Juignet, Patrick. Edgar Morin et la complexité. Philosophie, science et société. 2015. https://philosciences.com/edgar-morin-complexite.

 

Plan de l'article :


  • Ordre, désordre et émergence
  • L'auto-organisation
  • La complexité générale
  • La pensée complexe
  • Conclusion

 

Texte intégral :

1. Ordre, désordre et émergence

Edgar Morin, sociologue et philosophe des sciences, s'est inspiré de N. Wiener et de L. von Bertalanffy, qui ont amorcé l'idée d'une « science des systèmes », c'est-à-dire la conceptualisation des systèmes en tant que tels, quel que soit le domaine d'application. En sociologie, l>e concept de « système » avait été utilisé par Talcott Parsons qui conçoit la société comme l’imbrication d’un système culturel et d’un système social. Ces deux systèmes s’institutionnalisent dans une structure qui confère à la société une grande stabilité.
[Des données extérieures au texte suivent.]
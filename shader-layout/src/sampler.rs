// Copyright (c) 2024 The vulkano developers
// Licensed under the Apache License, Version 2.0
// <LICENSE-APACHE or
// https://www.apache.org/licenses/LICENSE-2.0> or the MIT
// license <LICENSE-MIT or https://opensource.org/licenses/MIT>,
// at your option. All files in the project carrying such
// notice may not be copied, modified, or distributed except
// according to those terms.

//! Immutable samplers.
//!
//! Samplers that are declared in a [`ShaderDesc`](crate::shader::ShaderDesc) are created when the
//! resource catalog of the shader is built, and are baked into the descriptor set layouts of every
//! pipeline that uses the shader. They are created through a [`SamplerCache`], so that shaders
//! declaring the same sampler share one native object.

use crate::{
    device::LayoutDevice,
    macros::{impl_id_counter, vulkan_enum},
    NonExhaustive, Validated, ValidationError, VulkanError, VulkanObject,
};
use foldhash::HashMap;
use parking_lot::RwLock;
#[cfg(feature = "serde")]
use serde::{Deserialize, Serialize};
use std::{
    fmt::{Debug, Error as FmtError, Formatter},
    hash::{Hash, Hasher},
    num::NonZero,
    ops::RangeInclusive,
    sync::Arc,
};

vulkan_enum! {
    /// Describes how the color of each pixel should be determined.
    #[cfg_attr(feature = "serde", derive(Serialize, Deserialize))]
    Filter = Filter(i32);

    /// The pixel whose center is nearest to the requested coordinates is taken from the source
    /// and its value is returned as-is.
    Nearest = NEAREST,

    /// The 8/4/2 pixels (depending on view dimensionality) whose center surround the requested
    /// coordinates are taken, then their values are interpolated.
    Linear = LINEAR,
}

vulkan_enum! {
    /// Describes which mipmap from the source to use.
    #[cfg_attr(feature = "serde", derive(Serialize, Deserialize))]
    SamplerMipmapMode = SamplerMipmapMode(i32);

    /// Use the mipmap whose dimensions are the nearest to the dimensions of the destination.
    Nearest = NEAREST,

    /// Take the two mipmaps whose dimensions are immediately inferior and superior to the
    /// dimensions of the destination, calculate the value for both, and interpolate them.
    Linear = LINEAR,
}

vulkan_enum! {
    /// How the sampler should behave when it needs to access a pixel that is out of range of the
    /// texture.
    #[cfg_attr(feature = "serde", derive(Serialize, Deserialize))]
    SamplerAddressMode = SamplerAddressMode(i32);

    /// Repeat the texture.
    Repeat = REPEAT,

    /// Repeat the texture but mirror it at every repetition.
    MirroredRepeat = MIRRORED_REPEAT,

    /// The coordinates are clamped to the valid range.
    ClampToEdge = CLAMP_TO_EDGE,

    /// Any pixel out of range is colored using the border color.
    ClampToBorder = CLAMP_TO_BORDER,

    /// Similar to `MirroredRepeat`, except that coordinates are clamped to the range
    /// `[-1.0, 1.0]`.
    MirrorClampToEdge = MIRROR_CLAMP_TO_EDGE,
}

vulkan_enum! {
    /// The color to use for the border of an image.
    #[cfg_attr(feature = "serde", derive(Serialize, Deserialize))]
    BorderColor = BorderColor(i32);

    FloatTransparentBlack = FLOAT_TRANSPARENT_BLACK,
    IntTransparentBlack = INT_TRANSPARENT_BLACK,
    FloatOpaqueBlack = FLOAT_OPAQUE_BLACK,
    IntOpaqueBlack = INT_OPAQUE_BLACK,
    FloatOpaqueWhite = FLOAT_OPAQUE_WHITE,
    IntOpaqueWhite = INT_OPAQUE_WHITE,
}

vulkan_enum! {
    /// Specifies how two values should be compared to decide whether a test passes or fails.
    #[cfg_attr(feature = "serde", derive(Serialize, Deserialize))]
    CompareOp = CompareOp(i32);

    Never = NEVER,
    Less = LESS,
    Equal = EQUAL,
    LessOrEqual = LESS_OR_EQUAL,
    Greater = GREATER,
    NotEqual = NOT_EQUAL,
    GreaterOrEqual = GREATER_OR_EQUAL,
    Always = ALWAYS,
}

/// Describes a sampler.
#[derive(Clone, Debug)]
#[cfg_attr(feature = "serde", derive(Serialize, Deserialize))]
pub struct SamplerDesc {
    /// How the sampled value of a single mipmap should be calculated,
    /// when magnification is applied (LOD <= 0.0).
    ///
    /// The default value is [`Nearest`](Filter::Nearest).
    pub mag_filter: Filter,

    /// How the sampled value of a single mipmap should be calculated,
    /// when minification is applied (LOD > 0.0).
    ///
    /// The default value is [`Nearest`](Filter::Nearest).
    pub min_filter: Filter,

    /// How the final sampled value should be calculated from the samples of individual
    /// mipmaps.
    ///
    /// The default value is [`Nearest`](SamplerMipmapMode::Nearest).
    pub mipmap_mode: SamplerMipmapMode,

    /// How out-of-range texture coordinates should be treated, for the `u`, `v` and `w` texture
    /// coordinate indices respectively.
    ///
    /// The default value is [`ClampToEdge`](SamplerAddressMode::ClampToEdge).
    pub address_mode: [SamplerAddressMode; 3],

    /// The bias value to be added to the base LOD before clamping.
    ///
    /// The default value is `0.0`.
    pub mip_lod_bias: f32,

    /// Whether anisotropic texel filtering is enabled (`Some`), and the maximum anisotropy value
    /// to use if it is enabled.
    ///
    /// The value must be at least `1.0`.
    ///
    /// The default value is `None`.
    pub anisotropy: Option<f32>,

    /// Whether depth comparison is enabled (`Some`), and the comparison operator to use if it is
    /// enabled.
    ///
    /// The default value is `None`.
    pub compare: Option<CompareOp>,

    /// The range that LOD values must be clamped to.
    ///
    /// The default value is `0.0..=0.0`.
    pub lod: RangeInclusive<f32>,

    /// The border color to use if `address_mode` is set to
    /// [`ClampToBorder`](SamplerAddressMode::ClampToBorder).
    ///
    /// The default value is [`FloatTransparentBlack`](BorderColor::FloatTransparentBlack).
    pub border_color: BorderColor,

    #[cfg_attr(feature = "serde", serde(skip, default = "NonExhaustive::new"))]
    pub _ne: NonExhaustive,
}

impl Default for SamplerDesc {
    #[inline]
    fn default() -> Self {
        Self {
            mag_filter: Filter::Nearest,
            min_filter: Filter::Nearest,
            mipmap_mode: SamplerMipmapMode::Nearest,
            address_mode: [SamplerAddressMode::ClampToEdge; 3],
            mip_lod_bias: 0.0,
            anisotropy: None,
            compare: None,
            lod: 0.0..=0.0,
            border_color: BorderColor::FloatTransparentBlack,
            _ne: NonExhaustive(()),
        }
    }
}

impl SamplerDesc {
    /// Shortcut for creating a sampler with linear sampling, linear mipmaps, and with the
    /// repeat mode for borders.
    #[inline]
    pub fn simple_repeat_linear() -> Self {
        Self {
            mag_filter: Filter::Linear,
            min_filter: Filter::Linear,
            mipmap_mode: SamplerMipmapMode::Linear,
            address_mode: [SamplerAddressMode::Repeat; 3],
            lod: 0.0..=ash::vk::LOD_CLAMP_NONE,
            ..Default::default()
        }
    }

    pub(crate) fn validate(&self) -> Result<(), Box<ValidationError>> {
        if !self.mip_lod_bias.is_finite() {
            return Err(Box::new(ValidationError {
                context: "mip_lod_bias".into(),
                problem: "is not finite".into(),
            }));
        }

        if let Some(max_anisotropy) = self.anisotropy {
            if !(max_anisotropy >= 1.0) {
                return Err(Box::new(ValidationError {
                    context: "anisotropy".into(),
                    problem: "is `Some(max_anisotropy)`, but `max_anisotropy` is less than 1.0"
                        .into(),
                }));
            }
        }

        if !(self.lod.start() <= self.lod.end()) {
            return Err(Box::new(ValidationError {
                context: "lod".into(),
                problem: "the start of the range is greater than the end".into(),
            }));
        }

        Ok(())
    }

    pub(crate) fn to_vk(&self) -> ash::vk::SamplerCreateInfo<'static> {
        let (anisotropy_enable, max_anisotropy) = match self.anisotropy {
            Some(max_anisotropy) => (true, max_anisotropy),
            None => (false, 1.0),
        };
        let (compare_enable, compare_op) = match self.compare {
            Some(compare_op) => (true, compare_op.into()),
            None => (false, ash::vk::CompareOp::NEVER),
        };

        ash::vk::SamplerCreateInfo::default()
            .mag_filter(self.mag_filter.into())
            .min_filter(self.min_filter.into())
            .mipmap_mode(self.mipmap_mode.into())
            .address_mode_u(self.address_mode[0].into())
            .address_mode_v(self.address_mode[1].into())
            .address_mode_w(self.address_mode[2].into())
            .mip_lod_bias(self.mip_lod_bias)
            .anisotropy_enable(anisotropy_enable)
            .max_anisotropy(max_anisotropy)
            .compare_enable(compare_enable)
            .compare_op(compare_op)
            .min_lod(*self.lod.start())
            .max_lod(*self.lod.end())
            .border_color(self.border_color.into())
    }

    fn key(&self) -> impl PartialEq + Hash {
        (
            self.mag_filter,
            self.min_filter,
            self.mipmap_mode,
            self.address_mode,
            self.mip_lod_bias.to_bits(),
            self.anisotropy.map(f32::to_bits),
            self.compare,
            self.lod.start().to_bits(),
            self.lod.end().to_bits(),
            self.border_color,
        )
    }
}

impl PartialEq for SamplerDesc {
    #[inline]
    fn eq(&self, other: &Self) -> bool {
        self.key() == other.key()
    }
}

impl Eq for SamplerDesc {}

impl Hash for SamplerDesc {
    #[inline]
    fn hash<H: Hasher>(&self, state: &mut H) {
        self.key().hash(state);
    }
}

/// A native sampler object. It is destroyed when dropped.
pub struct Sampler {
    handle: ash::vk::Sampler,
    device: Arc<dyn LayoutDevice>,
    id: NonZero<u64>,

    desc: SamplerDesc,
}

impl Sampler {
    /// Creates a new `Sampler`.
    pub fn new(
        device: Arc<dyn LayoutDevice>,
        desc: SamplerDesc,
    ) -> Result<Arc<Sampler>, Validated<VulkanError>> {
        desc.validate().map_err(|err| err.add_context("desc"))?;

        let handle = device.create_sampler(&desc.to_vk())?;
        log::debug!("created sampler {:?}", handle);

        Ok(Arc::new(Sampler {
            handle,
            device,
            id: Self::next_id(),
            desc,
        }))
    }

    /// Returns the description the sampler was created with.
    #[inline]
    pub fn desc(&self) -> &SamplerDesc {
        &self.desc
    }
}

impl Drop for Sampler {
    fn drop(&mut self) {
        log::debug!("destroying sampler {:?}", self.handle);
        unsafe { self.device.destroy_sampler(self.handle) };
    }
}

unsafe impl VulkanObject for Sampler {
    type Handle = ash::vk::Sampler;

    #[inline]
    fn handle(&self) -> Self::Handle {
        self.handle
    }
}

impl Debug for Sampler {
    fn fmt(&self, f: &mut Formatter<'_>) -> Result<(), FmtError> {
        f.debug_struct("Sampler")
            .field("handle", &self.handle)
            .field("id", &self.id)
            .field("desc", &self.desc)
            .finish_non_exhaustive()
    }
}

impl_id_counter!(Sampler);

/// Creates samplers, and returns the existing sampler when one with the same description was
/// created before.
///
/// Readers never block each other, except when an entry is vacant. In that case it gets written
/// to once and then never again, entries are immutable after insertion.
pub struct SamplerCache {
    device: Arc<dyn LayoutDevice>,
    samplers: RwLock<HashMap<SamplerDesc, Arc<Sampler>>>,
}

impl SamplerCache {
    /// Creates an empty `SamplerCache`.
    pub fn new(device: Arc<dyn LayoutDevice>) -> Self {
        SamplerCache {
            device,
            samplers: RwLock::new(HashMap::default()),
        }
    }

    /// Returns the device samplers are created with.
    #[inline]
    pub fn device(&self) -> &Arc<dyn LayoutDevice> {
        &self.device
    }

    /// Returns the sampler for `desc`, if it has been created.
    pub fn get(&self, desc: &SamplerDesc) -> Option<Arc<Sampler>> {
        self.samplers.read().get(desc).cloned()
    }

    /// Returns the sampler for `desc`, creating it if it doesn't exist. If creation fails, the
    /// error is propagated and the entry isn't written to.
    pub fn get_or_create(&self, desc: &SamplerDesc) -> Result<Arc<Sampler>, Validated<VulkanError>> {
        if let Some(sampler) = self.get(desc) {
            return Ok(sampler);
        }

        let sampler = Sampler::new(self.device.clone(), desc.clone())?;

        Ok(self
            .samplers
            .write()
            .entry(desc.clone())
            .or_insert(sampler)
            .clone())
    }

    /// Returns the number of samplers in the cache.
    pub fn len(&self) -> usize {
        self.samplers.read().len()
    }
}

impl Debug for SamplerCache {
    fn fmt(&self, f: &mut Formatter<'_>) -> Result<(), FmtError> {
        f.debug_struct("SamplerCache")
            .field("samplers", &*self.samplers.read())
            .finish_non_exhaustive()
    }
}

#[cfg(test)]
mod tests {
    use super::{Filter, SamplerCache, SamplerDesc};
    use crate::{device::LayoutDevice, tests::MockDevice, Validated};
    use std::sync::Arc;

    #[test]
    fn cache_shares_samplers() {
        let mock = Arc::new(MockDevice::default());
        let cache = SamplerCache::new(mock.clone() as Arc<dyn LayoutDevice>);

        let linear = SamplerDesc::simple_repeat_linear();
        let a = cache.get_or_create(&linear).unwrap();
        let b = cache.get_or_create(&linear.clone()).unwrap();
        assert!(Arc::ptr_eq(&a, &b));

        let nearest = cache.get_or_create(&SamplerDesc::default()).unwrap();
        assert!(!Arc::ptr_eq(&a, &nearest));
        assert_eq!(cache.len(), 2);
        assert_eq!(mock.live_samplers(), 2);

        drop((a, b, nearest));
        drop(cache);
        assert_eq!(mock.live_samplers(), 0);
    }

    #[test]
    fn invalid_desc() {
        let mock = Arc::new(MockDevice::default());
        let cache = SamplerCache::new(mock.clone() as Arc<dyn LayoutDevice>);

        let desc = SamplerDesc {
            mag_filter: Filter::Linear,
            anisotropy: Some(0.5),
            ..Default::default()
        };

        match cache.get_or_create(&desc) {
            Err(Validated::ValidationError(err)) => assert_eq!(err.context, "desc.anisotropy"),
            _ => panic!(),
        }
        assert_eq!(cache.len(), 0);
        assert_eq!(mock.live_samplers(), 0);
    }
}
Selon Edgar Morin, pour comprendre le monde, il faut associer les principes antagonistes d’ordre et de désordre, en y adjoignant celui d'organisation. Reprenant les idées de W. Weaver, Morin oppose la complexité désorganisée et la complexité organisée. L'idée de complexité désorganisée vient du deuxième principe de la thermodynamique et à ses conséquences (entropie toujours croissante). La complexité organisée, elle, signifie que les systèmes sont eux-mêmes complexes, parce que leur organisation suppose ou produit de la complexité. Il y aurait une relation entre la complexité désorganisée et la complexité organisée.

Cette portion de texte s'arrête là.